[WORK INSTRUCTION]:
Search the entries below for "ArgumentDescriptor", and copy each line where it appears.

[STORED DATA]:
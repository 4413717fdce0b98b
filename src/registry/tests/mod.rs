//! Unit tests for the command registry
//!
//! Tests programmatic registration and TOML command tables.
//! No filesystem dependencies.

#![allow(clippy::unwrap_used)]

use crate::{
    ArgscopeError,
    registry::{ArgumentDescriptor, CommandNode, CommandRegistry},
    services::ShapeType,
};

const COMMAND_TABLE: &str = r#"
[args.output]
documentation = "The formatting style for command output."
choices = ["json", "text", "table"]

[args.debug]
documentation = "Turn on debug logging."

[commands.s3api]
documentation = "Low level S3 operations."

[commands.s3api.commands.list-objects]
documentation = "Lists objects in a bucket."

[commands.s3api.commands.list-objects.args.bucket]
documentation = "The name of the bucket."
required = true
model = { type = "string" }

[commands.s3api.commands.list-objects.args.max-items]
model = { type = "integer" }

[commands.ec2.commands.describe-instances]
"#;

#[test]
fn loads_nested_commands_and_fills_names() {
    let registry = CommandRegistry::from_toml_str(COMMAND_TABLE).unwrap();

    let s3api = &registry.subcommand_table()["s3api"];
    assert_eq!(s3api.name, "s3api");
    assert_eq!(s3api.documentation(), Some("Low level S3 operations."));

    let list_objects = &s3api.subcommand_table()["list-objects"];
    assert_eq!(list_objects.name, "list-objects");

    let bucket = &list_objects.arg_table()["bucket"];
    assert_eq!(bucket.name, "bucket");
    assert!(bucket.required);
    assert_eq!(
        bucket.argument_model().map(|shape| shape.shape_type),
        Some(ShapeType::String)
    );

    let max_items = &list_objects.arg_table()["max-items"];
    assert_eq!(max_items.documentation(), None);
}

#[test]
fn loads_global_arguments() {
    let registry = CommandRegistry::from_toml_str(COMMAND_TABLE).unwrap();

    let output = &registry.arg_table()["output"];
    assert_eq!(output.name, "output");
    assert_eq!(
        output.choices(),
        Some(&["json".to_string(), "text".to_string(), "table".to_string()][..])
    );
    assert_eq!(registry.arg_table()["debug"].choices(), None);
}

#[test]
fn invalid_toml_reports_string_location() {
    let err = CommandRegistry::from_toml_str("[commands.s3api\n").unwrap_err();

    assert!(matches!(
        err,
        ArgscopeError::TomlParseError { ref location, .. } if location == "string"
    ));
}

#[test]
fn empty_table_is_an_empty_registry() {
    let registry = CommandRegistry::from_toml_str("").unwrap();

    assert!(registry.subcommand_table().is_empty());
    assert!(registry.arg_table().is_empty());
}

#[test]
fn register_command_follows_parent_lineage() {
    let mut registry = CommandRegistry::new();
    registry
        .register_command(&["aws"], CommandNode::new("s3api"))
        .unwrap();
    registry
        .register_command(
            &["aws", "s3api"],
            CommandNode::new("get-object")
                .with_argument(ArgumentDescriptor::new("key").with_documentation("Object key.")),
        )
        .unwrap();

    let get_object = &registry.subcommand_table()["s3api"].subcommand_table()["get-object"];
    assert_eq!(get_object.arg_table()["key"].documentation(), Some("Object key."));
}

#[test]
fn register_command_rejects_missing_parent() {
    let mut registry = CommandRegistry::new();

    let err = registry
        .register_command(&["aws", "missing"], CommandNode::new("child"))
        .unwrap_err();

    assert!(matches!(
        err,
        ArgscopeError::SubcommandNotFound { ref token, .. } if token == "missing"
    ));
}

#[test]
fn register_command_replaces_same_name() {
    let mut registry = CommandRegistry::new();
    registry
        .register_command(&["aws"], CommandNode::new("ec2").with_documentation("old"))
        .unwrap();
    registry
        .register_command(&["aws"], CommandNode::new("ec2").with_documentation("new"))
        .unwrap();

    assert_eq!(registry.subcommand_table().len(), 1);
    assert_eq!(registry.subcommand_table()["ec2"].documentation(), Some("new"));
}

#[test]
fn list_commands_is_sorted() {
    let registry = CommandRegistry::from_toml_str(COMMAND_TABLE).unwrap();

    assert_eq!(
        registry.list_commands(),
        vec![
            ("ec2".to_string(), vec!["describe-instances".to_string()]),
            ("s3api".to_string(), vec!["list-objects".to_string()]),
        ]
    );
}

[REPLY]:
    registry::{ArgumentDescriptor, CommandNode, CommandRegistry},
                .with_argument(ArgumentDescriptor::new("key").with_documentation("Object key.")),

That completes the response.